Output only the lines below that start at the line containing "impl Default for" and end at the line containing "pub fn min_rto(&self)", with both ends kept.

===== Data for review =====

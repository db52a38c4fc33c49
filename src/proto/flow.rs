//! 流：发送端 + 接收端 + TLA

use std::collections::BTreeMap;

use serde::{Deserialize, Serialize};
use tracing::{debug, info, trace};

use super::receiver::Receiver;
use super::sender::{AckInfo, FlowCtx, SenderState};
use super::tla::{Tla, TlaSpec};
use crate::net::{DataSegment, FlowId, NetApi, NodeId, Packet};
use crate::sim::{EventHandle, SimTime, Simulator};

/// 传输层参数（时间单位：毫秒）
#[derive(Debug, Clone, PartialEq, Serialize, Deserialize)]
#[serde(default)]
pub struct TransportConfig {
    pub packet_bits: u64,
    pub ack_bits: u64,
    pub init_rto_ms: f64,
    pub min_rto_ms: f64,
    /// RTO 上限；缺省不设上限，每次超时严格翻倍
    pub max_rto_ms: Option<f64>,
    /// 每次调用 `send_new_packets` 最多发出的 packet 数
    pub max_burst: u32,
    pub init_ssthresh: f64,
}

impl Default for TransportConfig {
    fn default() -> Self {
        Self {
            packet_bits: 8192,
            ack_bits: 512,
            init_rto_ms: 1000.0,
            min_rto_ms: 1000.0,
            max_rto_ms: None,
            max_burst: 2,
            init_ssthresh: 1e10,
        }
    }
}

impl TransportConfig {
    pub fn init_rto(&self) -> SimTime {
        SimTime::from_millis_f64(self.init_rto_ms)
    }

    pub fn min_rto(&self) -> SimTime {
        SimTime::from_millis_f64(self.min_rto_ms)
    }

    pub fn max_rto(&self) -> Option<SimTime> {
        self.max_rto_ms.map(SimTime::from_millis_f64)
    }

    /// 传输 `total_bits` 所需的 packet 数（向上取整）
    pub fn packet_count(&self, total_bits: u64) -> u64 {
        total_bits.div_ceil(self.packet_bits.max(1))
    }
}

#[derive(Debug)]
pub struct Flow {
    pub id: FlowId,
    pub name: String,
    pub src: NodeId,
    pub dst: NodeId,
    pub total_bits: u64,
    pub start_at: SimTime,
    packet_bits: u64,
    ack_bits: u64,
    sender: SenderState,
    receiver: Receiver,
    tla: Box<dyn Tla>,
    started_at: Option<SimTime>,
    done_at: Option<SimTime>,
}

impl Flow {
    #[allow(clippy::too_many_arguments)]
    pub fn new(
        id: FlowId,
        name: impl Into<String>,
        src: NodeId,
        dst: NodeId,
        total_bits: u64,
        start_at: SimTime,
        tla: &TlaSpec,
        cfg: &TransportConfig,
    ) -> Self {
        let tla = tla.build();
        let packets = cfg.packet_count(total_bits);
        let sender = SenderState::new(packets, tla.initial_window(), cfg);
        Self {
            id,
            name: name.into(),
            src,
            dst,
            total_bits,
            start_at,
            packet_bits: cfg.packet_bits,
            ack_bits: cfg.ack_bits,
            sender,
            receiver: Receiver::default(),
            tla,
            started_at: None,
            done_at: None,
        }
    }

    pub fn packet_count(&self) -> u64 {
        self.sender.packet_count()
    }

    pub fn sender(&self) -> &SenderState {
        &self.sender
    }

    pub fn receiver(&self) -> &Receiver {
        &self.receiver
    }

    pub fn tla_name(&self) -> &'static str {
        self.tla.name()
    }

    pub fn started_at(&self) -> Option<SimTime> {
        self.started_at
    }

    pub fn done_at(&self) -> Option<SimTime> {
        self.done_at
    }

    pub fn is_done(&self) -> bool {
        self.done_at.is_some()
    }

    fn ctx<'a>(&self, sim: &'a mut Simulator, net: &'a mut dyn NetApi) -> FlowCtx<'a> {
        FlowCtx {
            flow: self.id,
            src: self.src,
            dst: self.dst,
            packet_bits: self.packet_bits,
            sim,
            net,
        }
    }

    fn check_done(&mut self, now: SimTime) {
        if self.done_at.is_none() && self.sender.is_complete() {
            self.done_at = Some(now);
            let started = self.started_at.unwrap_or(self.start_at);
            info!(
                flow = %self.name,
                packets = self.packet_count(),
                elapsed_ms = now.saturating_sub(started).as_millis_f64(),
                retransmits = self.sender.stats.retransmits,
                "✅ 流传输完成"
            );
        }
    }

    #[tracing::instrument(skip(self, sim, net), fields(flow = %self.name))]
    pub fn on_start(&mut self, sim: &mut Simulator, net: &mut dyn NetApi) {
        if self.started_at.is_some() {
            return;
        }
        let now = sim.now();
        self.started_at = Some(now);
        info!(packets = self.packet_count(), tla = self.tla.name(), "▶️  流开始");
        if self.packet_count() == 0 {
            self.check_done(now);
            return;
        }
        let mut cx = self.ctx(sim, net);
        self.tla.on_flow_start(&mut self.sender, &mut cx);
    }

    /// 目的主机收到数据：更新接收端并回送累计 ACK（沿用数据的时间戳）
    pub fn on_data(&mut self, pkt: &Packet, seq: u64, sim: &mut Simulator, net: &mut dyn NetApi) {
        let now = sim.now();
        let before = self.receiver.next_expected();
        let receipt = self.receiver.on_data(seq);
        debug_assert!(receipt.ack >= before);
        trace!(flow = %self.name, seq, ack = receipt.ack, dup = receipt.duplicate, "接收端收到数据");

        let metrics = net.metrics_mut();
        metrics.record_packet_delay(now, self.id, now.saturating_sub(pkt.created_at));
        if receipt.newly_delivered > 0 {
            metrics.record_flow_rate(now, self.id, receipt.newly_delivered * self.packet_bits);
        }

        let ack = net.make_data_packet(
            self.dst,
            self.src,
            pkt.created_at,
            self.ack_bits,
            DataSegment {
                flow: self.id,
                seq: receipt.ack,
                ack: true,
            },
        );
        self.receiver.note_ack_sent();
        net.send_from_host(self.dst, ack, sim);
    }

    /// 源主机收到 ACK
    pub fn on_ack(&mut self, pkt: &Packet, ack: u64, sim: &mut Simulator, net: &mut dyn NetApi) {
        if self.is_done() {
            return;
        }
        let info = AckInfo {
            ack,
            sent_at: pkt.created_at,
        };
        let mut cx = self.ctx(sim, net);
        self.tla.on_ack(&mut self.sender, info, &mut cx);
        let now = cx.now();
        self.check_done(now);
    }

    /// RTO 定时器；过期（已被替换）的定时器直接忽略
    pub fn on_timeout(&mut self, handle: EventHandle, sim: &mut Simulator, net: &mut dyn NetApi) {
        if !self.sender.is_current_timer(handle) {
            trace!(flow = %self.name, ?handle, "过期的 RTO 定时器，忽略");
            return;
        }
        if self.is_done() || self.sender.in_flight().is_empty() {
            self.sender.clear_timer();
            return;
        }
        self.sender.stats.timeouts += 1;
        debug!(
            flow = %self.name,
            first_unacked = self.sender.cum_ack(),
            rto = ?self.sender.rtt.rto(),
            "⏰ RTO 超时"
        );
        let mut cx = self.ctx(sim, net);
        self.tla.on_timeout(&mut self.sender, &mut cx);
    }

    pub fn on_vegas_timeout(&mut self, handle: EventHandle, sim: &mut Simulator, net: &mut dyn NetApi) {
        if self.is_done() {
            return;
        }
        let mut cx = self.ctx(sim, net);
        self.tla.on_vegas_timeout(&mut self.sender, handle, &mut cx);
    }
}

/// 全部流，按 FlowId 索引
#[derive(Debug, Default)]
pub struct FlowTable {
    flows: BTreeMap<FlowId, Flow>,
}

impl FlowTable {
    pub fn next_id(&self) -> FlowId {
        FlowId(self.flows.len())
    }

    pub fn insert(&mut self, flow: Flow) {
        self.flows.insert(flow.id, flow);
    }

    pub fn get(&self, id: FlowId) -> Option<&Flow> {
        self.flows.get(&id)
    }

    pub fn get_mut(&mut self, id: FlowId) -> Option<&mut Flow> {
        self.flows.get_mut(&id)
    }

    pub fn iter(&self) -> impl Iterator<Item = &Flow> {
        self.flows.values()
    }

    pub fn len(&self) -> usize {
        self.flows.len()
    }

    pub fn is_empty(&self) -> bool {
        self.flows.is_empty()
    }

    pub fn all_done(&self) -> bool {
        self.flows.values().all(Flow::is_done)
    }
}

=====

> **Expected output**:
impl Default for TransportConfig {
    fn default() -> Self {
        Self {
            packet_bits: 8192,
            ack_bits: 512,
            init_rto_ms: 1000.0,
            min_rto_ms: 1000.0,
            max_rto_ms: None,
            max_burst: 2,
            init_ssthresh: 1e10,
        }
    }
}

impl TransportConfig {
    pub fn init_rto(&self) -> SimTime {
        SimTime::from_millis_f64(self.init_rto_ms)
    }

    pub fn min_rto(&self) -> SimTime {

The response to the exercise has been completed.